Sodium ion devices do not need critical materials, relying on abundant sodium instead of lithium, and no cobalt or nickel. As lithium ion prices rose in 2022, amid predictions of material shortages, sodium ion was tipped as a rival and interest remains strong, even as lithium ion prices have started to fall again.
“We are currently tracking 335.4 GWh of sodium ion cell production capacity out to 2030, highlighting that there is still considerable commitment to the technology,” said Evan Hartley, senior analyst at Benchmark Mineral Intelligence.
In May 2023, the London-based consultant had tracked 150 GWh to 2030.
Cheaper
Sodium ion cells, produced at scale, could be 20% to 30% cheaper than lithium ferro/iron-phosphate (LFP), the dominant stationary storage battery technology, primarily thanks to abundant sodium and low extraction and purification costs. Sodium ion batteries can use aluminum for the anode current collector instead of copper – used in lithium ion – further reducing costs and supply chain risks. Those savings are still potential, however.
“Before sodium ion batteries can challenge existing lead acid and lithium iron phosphate batteries, industry players will need to reduce the technology’s cost by improving technical performance, establishing supply chains, and achieving economies of scale,” said Shazan Siddiqi, senior technology analyst at United Kingdom-based market research company IDTechEx. “Na-ion’s cost advantage is only achievable when the scale of production reaches a manufacturing scale comparable to lithium ion battery cells. Also, a further price drop of lithium carbonate could reduce the price advantage sodium offers.”
Sodium ion is unlikely to supplant lithium ion in applications prioritizing high performance, and will instead be used for stationary storage and micro electric vehicles. S&P Global analysts expect lithium ion to supply 80% of the battery market by 2030, with 90% of those devices based on LFP. Sodium ion could make up 10% of the market.
Right choices
Researchers have considered sodium ion since the mid-20th century and recent developments include improvements in storage capacity and device life cyle, as well as new anode and cathode materials. Sodium ions are bulkier than lithium counterparts, so sodium ion cells have lower voltage as well as lower gravimetric and volumetric energy density.
Sodium ion gravimetric energy density is currently around 130 Wh/kg to 160 Wh/kg, but is expected to top 200 Wh/kg in future, above the theoretical limit for LFP devices. In power density terms, however, sodium ion batteries could have 1 kW/kg, higher than nickel-manganese-cobalt’s (NMC) 340W/kg to 420 W/kg and LFP’s 175 W/kg to 425 W/kg.

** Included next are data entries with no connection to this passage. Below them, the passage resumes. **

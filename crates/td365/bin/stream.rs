use dotenvy::dotenv;
use tracing_subscriber::EnvFilter;

use td365::types::Event;
use td365::Td365;

/// Connect to the one-click demo (or a real account when TD_USERNAME /
/// TD_PASSWORD / TD_ACCOUNT_ID are set), subscribe to every market of the
/// first Cryptocurrency group and print the stream.
#[tokio::main]
async fn main() -> Result<(), Box<dyn std::error::Error>> {
    dotenv().ok();
    tracing_subscriber::fmt()
        .with_env_filter(EnvFilter::try_from_default_env().unwrap_or_else(|_| "info".into()))
        .init();

    let client = match td365::Credential::from_env() {
        Ok(credential) => {
            Td365::connect_with_credentials(
                &credential.username,
                &credential.password,
                &credential.account_id,
            )
            .await?
        }
        Err(_) => Td365::connect().await?,
    };

    let super_groups = client.get_market_super_group().await?;
    let crypto = super_groups
        .iter()
        .find(|g| g.name == "Cryptocurrency")
        .ok_or("no Cryptocurrency super group")?;
    let groups = client.get_market_group(crypto.id).await?;
    for group in &groups {
        let markets = client.get_market_quote(group.id).await?;
        for market in &markets {
            println!("subscribing {} ({})", market.market_name, market.quote_id);
            client.subscribe(market.quote_id).await?;
        }
    }

    loop {
        tokio::select! {
            event = client.wait(None) => match event {
                Event::Tick(tick) => println!("{tick}"),
                Event::SubscribeAck(ticks) => {
                    for tick in ticks {
                        println!("snapshot {tick}");
                    }
                }
                Event::AccountSummary(summary) => println!("{summary:?}"),
                Event::AccountDetails(details) => println!("{details:?}"),
                Event::TradeEstablished(trade) => println!("{trade:?}"),
                Event::Error(message) => eprintln!("error: {message}"),
                Event::Timeout => {}
                Event::ConnectionClosed => break,
            },
            _ = tokio::signal::ctrl_c() => {
                client.close().await;
                break;
            }
        }
    }

    Ok(())
}
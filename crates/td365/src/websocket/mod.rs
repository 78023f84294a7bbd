pub mod base_client;
pub mod client;
pub mod models;

pub use client::{SessionPhase, TdWebSocketClient};
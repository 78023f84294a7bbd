use thiserror::Error;
use tokio_tungstenite::tungstenite;

pub type Result<T, E = TdError> = std::result::Result<T, E>;

#[derive(Debug, Error)]
pub enum TdError {
    #[error("http error: {0}")]
    Http(#[from] reqwest::Error),
    #[error("unexpected http status {status} from {path}: {body}")]
    Status { path: String, status: u16, body: String },
    #[error("redirect chain from {start} exceeded {max} hops")]
    MaxRedirectDepth { start: String, max: usize },
    #[error("missing {what} in {context}")]
    Extract { what: &'static str, context: String },
    #[error("authentication failed: {0}")]
    Auth(String),
    #[error("codec error: {0}")]
    Codec(#[from] td_types::CodecError),
    #[error("websocket protocol error: {0}")]
    WsProtocol(String),
    #[error("websocket error: {0}")]
    Ws(#[from] tungstenite::Error),
    #[error("response body over {limit} bytes")]
    BodyTooLarge { limit: usize },
    #[error("invalid url: {0}")]
    Url(#[from] url::ParseError),
    #[error("bad json: {0}")]
    Json(#[from] serde_json::Error),
    #[error("timed out")]
    Timeout,
    #[error("cancelled by shutdown")]
    Cancelled,
    #[error(transparent)]
    Other(#[from] anyhow::Error),
}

While a sodium ion device life of 100 to 1,000 cycles is lower than LFP, Indian developer KPIT has reported a lifespan with 80% capacity retention for 6,000 cycles – dependent on cell chemistry – comparable to lithium ion devices.
“There is still no single winning chemistry within sodium ion batteries,” said IDTechEx’s Siddiqi. “Lots of R&D efforts are being undertaken to find the perfect anode/cathode active material that allows scalability beyond the lab stage.”
Referring to United States-based safety science oganization Underwriter Laboratories, Siddiqi added that “UL standardization for sodium ion cells is, therefore, still a while away and this makes OEMs [original equipment manufacturers] hesitant to commit to such a technology.”
Prussian white, polyanion, and layered oxide are cathode candidates featuring cheaper materials than lithium ion counterparts. The former, used by Northvolt and CATL, is widely available and cheap but has relatively low volumetric energy density. United Kingdom-based company Faradion uses layered oxide, which promises higher energy density but is plagued by capacity fade over time. France’s Tiamat uses polyanion, which is more stable but features toxic vanadium.
“The majority of cell producers planning sodium ion battery capacity will be using layered oxide cathode technology,” said Benchmark’s Hartly. “In fact, 71% of the [cell] pipeline is layered oxide. Similarly, 90.8% of the sodium ion cathode pipeline is layered oxide.”
Whereas cathodes are the key cost driver for lithium ion, the anode is the most expensive component in sodium ion batteries. Hard carbon is the standard choice for sodium ion anodes but production capacity lags behind that of sodium ion cells, ramping up prices. Hard carbon materials have recently been derived from diverse precursors such as animal waste, sewage sludge, glucose, cellulose, wood, coal and petroleum derivatives. Synthetic graphite, a common lithium ion anode material, relies almost exclusively on the latter two precursors. With its developing supply chain, hard carbon is more costly than graphite and represents one of the key hurdles in sodium ion cell production.
Partially mitigating higher costs, sodium ion batteries exhibit better temperature tolerance, particularly in sub zero conditions. They are safer than lithium ion, as they can be discharged to zero volts, reducing risk during transportation and disposal. Lithium ion batteries are typically stored at around 30% charge. Sodium ion has less fire risk, as its electrolytes have a higher flashpoint – the minimum temperature at which a chemical can vaporize to form an ignitable mixture with air. With both chemistries featuring similar structure and working principles, sodium ion can often be dropped in to lithium ion production lines and equipment.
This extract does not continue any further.